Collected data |
#####

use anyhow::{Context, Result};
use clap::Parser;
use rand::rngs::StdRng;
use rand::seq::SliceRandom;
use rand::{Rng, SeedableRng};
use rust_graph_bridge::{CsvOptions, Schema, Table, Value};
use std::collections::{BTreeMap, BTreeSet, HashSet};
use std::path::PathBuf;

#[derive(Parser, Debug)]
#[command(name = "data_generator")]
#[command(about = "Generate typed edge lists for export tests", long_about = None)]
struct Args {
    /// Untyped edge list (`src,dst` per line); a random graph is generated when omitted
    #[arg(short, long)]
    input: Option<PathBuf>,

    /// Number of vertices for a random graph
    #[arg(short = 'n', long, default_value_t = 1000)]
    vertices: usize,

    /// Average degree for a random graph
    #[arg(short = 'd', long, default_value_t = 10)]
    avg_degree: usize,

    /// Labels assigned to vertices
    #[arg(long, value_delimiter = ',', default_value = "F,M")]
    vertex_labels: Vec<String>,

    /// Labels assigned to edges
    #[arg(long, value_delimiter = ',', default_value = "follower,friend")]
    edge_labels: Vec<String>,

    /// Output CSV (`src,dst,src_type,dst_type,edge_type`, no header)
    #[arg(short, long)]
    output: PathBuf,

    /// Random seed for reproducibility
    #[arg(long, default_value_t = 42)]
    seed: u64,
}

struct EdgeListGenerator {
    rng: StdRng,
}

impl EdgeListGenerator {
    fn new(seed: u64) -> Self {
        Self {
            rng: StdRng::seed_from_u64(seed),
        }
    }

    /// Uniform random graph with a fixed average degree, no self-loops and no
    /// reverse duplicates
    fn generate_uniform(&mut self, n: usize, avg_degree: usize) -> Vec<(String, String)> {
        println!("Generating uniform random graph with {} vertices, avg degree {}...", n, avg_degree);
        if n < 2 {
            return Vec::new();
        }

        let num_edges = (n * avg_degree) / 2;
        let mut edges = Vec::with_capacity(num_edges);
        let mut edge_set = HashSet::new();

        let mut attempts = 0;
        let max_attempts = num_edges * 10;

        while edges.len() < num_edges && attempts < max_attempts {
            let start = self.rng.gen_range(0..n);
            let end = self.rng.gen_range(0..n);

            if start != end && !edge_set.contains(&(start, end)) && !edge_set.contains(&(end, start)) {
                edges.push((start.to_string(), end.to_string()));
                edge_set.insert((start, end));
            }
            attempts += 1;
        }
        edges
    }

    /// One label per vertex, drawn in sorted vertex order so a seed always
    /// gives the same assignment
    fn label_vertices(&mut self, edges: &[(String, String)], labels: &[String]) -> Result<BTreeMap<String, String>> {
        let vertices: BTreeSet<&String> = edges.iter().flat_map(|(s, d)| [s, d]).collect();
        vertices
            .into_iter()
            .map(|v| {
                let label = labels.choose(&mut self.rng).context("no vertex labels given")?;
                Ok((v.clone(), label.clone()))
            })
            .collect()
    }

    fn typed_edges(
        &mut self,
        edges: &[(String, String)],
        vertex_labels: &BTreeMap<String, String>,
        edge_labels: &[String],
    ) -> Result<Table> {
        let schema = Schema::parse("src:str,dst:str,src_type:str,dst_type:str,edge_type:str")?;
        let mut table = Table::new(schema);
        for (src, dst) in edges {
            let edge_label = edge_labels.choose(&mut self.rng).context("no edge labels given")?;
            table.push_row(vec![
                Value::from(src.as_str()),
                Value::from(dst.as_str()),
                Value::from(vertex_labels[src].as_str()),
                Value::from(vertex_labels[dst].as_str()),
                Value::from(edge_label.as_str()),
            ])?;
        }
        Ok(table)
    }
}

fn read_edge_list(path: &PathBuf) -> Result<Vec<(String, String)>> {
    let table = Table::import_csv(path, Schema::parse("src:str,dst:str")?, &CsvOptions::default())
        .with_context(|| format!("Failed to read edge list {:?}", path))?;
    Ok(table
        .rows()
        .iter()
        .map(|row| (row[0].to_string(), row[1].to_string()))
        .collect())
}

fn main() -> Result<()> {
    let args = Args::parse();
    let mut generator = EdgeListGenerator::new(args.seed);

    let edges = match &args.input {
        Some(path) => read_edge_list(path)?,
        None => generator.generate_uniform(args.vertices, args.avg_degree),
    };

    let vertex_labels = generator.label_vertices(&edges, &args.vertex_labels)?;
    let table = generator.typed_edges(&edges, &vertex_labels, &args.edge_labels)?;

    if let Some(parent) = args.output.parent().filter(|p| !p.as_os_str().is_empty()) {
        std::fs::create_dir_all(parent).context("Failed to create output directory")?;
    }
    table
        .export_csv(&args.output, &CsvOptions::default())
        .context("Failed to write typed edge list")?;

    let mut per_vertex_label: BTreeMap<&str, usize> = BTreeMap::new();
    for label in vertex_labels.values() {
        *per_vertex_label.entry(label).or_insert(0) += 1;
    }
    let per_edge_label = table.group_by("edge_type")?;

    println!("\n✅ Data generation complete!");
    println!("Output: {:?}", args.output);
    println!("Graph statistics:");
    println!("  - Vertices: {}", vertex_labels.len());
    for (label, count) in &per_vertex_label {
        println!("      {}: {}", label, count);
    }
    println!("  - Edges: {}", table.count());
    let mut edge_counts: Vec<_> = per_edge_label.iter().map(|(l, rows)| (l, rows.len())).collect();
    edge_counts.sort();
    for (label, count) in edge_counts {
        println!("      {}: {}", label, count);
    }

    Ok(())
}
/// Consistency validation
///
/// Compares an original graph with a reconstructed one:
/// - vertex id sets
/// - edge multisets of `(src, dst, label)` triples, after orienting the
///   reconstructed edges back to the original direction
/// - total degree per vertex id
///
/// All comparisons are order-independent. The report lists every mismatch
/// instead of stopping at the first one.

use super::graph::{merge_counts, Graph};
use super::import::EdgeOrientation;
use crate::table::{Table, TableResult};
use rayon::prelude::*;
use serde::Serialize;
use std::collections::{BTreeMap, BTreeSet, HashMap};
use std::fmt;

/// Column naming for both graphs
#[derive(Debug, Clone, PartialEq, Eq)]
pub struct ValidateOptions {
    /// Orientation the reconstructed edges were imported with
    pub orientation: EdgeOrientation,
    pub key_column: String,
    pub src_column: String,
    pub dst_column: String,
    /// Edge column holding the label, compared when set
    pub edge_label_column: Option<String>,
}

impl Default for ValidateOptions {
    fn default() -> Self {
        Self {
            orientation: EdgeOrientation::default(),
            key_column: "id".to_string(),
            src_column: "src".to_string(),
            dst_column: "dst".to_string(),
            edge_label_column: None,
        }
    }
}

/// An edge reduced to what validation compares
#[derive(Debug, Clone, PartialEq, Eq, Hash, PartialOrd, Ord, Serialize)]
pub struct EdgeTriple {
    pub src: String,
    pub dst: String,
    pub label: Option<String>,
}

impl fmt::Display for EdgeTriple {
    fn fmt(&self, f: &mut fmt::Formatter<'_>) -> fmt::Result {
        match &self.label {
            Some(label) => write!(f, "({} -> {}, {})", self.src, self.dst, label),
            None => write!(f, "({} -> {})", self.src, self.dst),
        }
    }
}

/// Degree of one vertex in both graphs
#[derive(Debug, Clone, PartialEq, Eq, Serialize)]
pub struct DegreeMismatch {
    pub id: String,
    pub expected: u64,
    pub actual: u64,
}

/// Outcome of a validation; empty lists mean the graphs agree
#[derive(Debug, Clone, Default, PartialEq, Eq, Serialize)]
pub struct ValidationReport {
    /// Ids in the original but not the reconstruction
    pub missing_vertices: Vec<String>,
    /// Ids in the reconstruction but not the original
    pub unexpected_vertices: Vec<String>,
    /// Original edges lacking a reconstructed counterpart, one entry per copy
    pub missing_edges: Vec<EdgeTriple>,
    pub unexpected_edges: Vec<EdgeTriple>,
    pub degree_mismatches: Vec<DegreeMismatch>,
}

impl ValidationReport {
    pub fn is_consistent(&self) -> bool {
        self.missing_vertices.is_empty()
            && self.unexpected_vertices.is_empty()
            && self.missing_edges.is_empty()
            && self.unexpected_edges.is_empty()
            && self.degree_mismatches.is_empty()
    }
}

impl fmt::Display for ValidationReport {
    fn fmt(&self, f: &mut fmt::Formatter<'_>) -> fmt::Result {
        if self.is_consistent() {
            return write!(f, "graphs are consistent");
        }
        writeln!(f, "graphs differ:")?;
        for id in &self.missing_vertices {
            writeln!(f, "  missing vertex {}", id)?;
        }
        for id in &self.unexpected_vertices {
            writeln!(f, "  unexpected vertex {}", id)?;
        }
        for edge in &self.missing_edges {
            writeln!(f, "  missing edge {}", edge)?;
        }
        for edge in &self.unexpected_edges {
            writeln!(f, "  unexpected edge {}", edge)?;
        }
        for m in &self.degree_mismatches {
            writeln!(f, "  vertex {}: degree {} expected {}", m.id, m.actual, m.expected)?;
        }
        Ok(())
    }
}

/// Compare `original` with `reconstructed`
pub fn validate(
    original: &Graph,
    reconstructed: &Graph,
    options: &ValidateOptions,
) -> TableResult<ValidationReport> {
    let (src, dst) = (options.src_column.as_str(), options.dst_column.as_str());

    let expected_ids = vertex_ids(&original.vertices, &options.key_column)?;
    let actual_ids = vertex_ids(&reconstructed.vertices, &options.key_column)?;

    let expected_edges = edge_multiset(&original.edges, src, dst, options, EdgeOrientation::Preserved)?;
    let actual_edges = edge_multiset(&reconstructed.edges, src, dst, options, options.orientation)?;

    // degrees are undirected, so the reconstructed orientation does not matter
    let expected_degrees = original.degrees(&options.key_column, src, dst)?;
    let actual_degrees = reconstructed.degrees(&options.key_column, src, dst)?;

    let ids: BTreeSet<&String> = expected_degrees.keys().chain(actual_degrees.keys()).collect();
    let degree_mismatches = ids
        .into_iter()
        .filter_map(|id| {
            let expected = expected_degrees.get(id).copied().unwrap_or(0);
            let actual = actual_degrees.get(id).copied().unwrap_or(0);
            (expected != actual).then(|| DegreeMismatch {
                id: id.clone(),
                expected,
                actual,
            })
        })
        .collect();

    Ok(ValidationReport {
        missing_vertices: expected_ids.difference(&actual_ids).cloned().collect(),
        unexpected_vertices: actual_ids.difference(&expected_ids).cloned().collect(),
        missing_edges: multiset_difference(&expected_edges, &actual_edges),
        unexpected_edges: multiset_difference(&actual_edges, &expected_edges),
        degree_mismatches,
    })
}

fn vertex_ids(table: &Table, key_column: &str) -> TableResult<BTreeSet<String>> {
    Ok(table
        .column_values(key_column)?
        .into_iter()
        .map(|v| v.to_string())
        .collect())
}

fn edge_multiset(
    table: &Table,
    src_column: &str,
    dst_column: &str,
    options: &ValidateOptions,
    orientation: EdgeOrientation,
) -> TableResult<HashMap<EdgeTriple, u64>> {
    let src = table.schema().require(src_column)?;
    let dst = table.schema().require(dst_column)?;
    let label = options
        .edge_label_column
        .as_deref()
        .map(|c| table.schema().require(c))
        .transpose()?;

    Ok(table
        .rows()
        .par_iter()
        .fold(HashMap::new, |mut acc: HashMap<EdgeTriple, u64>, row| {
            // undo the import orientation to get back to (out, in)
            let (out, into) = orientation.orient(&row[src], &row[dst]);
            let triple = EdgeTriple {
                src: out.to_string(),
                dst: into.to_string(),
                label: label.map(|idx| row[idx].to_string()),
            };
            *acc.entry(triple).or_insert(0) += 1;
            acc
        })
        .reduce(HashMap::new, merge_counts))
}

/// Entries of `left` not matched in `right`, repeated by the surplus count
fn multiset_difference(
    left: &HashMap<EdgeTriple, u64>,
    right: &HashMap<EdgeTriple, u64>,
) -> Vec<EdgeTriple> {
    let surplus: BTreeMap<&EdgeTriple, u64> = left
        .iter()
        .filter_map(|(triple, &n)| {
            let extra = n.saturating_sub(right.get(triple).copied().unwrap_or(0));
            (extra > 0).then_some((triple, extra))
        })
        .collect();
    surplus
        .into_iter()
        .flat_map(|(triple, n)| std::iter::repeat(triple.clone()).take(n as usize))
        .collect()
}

#####

EXERCISE DETAILS |
Copy out each line of the entries that holds "extra".

RESULT OF THIS TASK |
            let extra = n.saturating_sub(right.get(triple).copied().unwrap_or(0));
            (extra > 0).then_some((triple, extra))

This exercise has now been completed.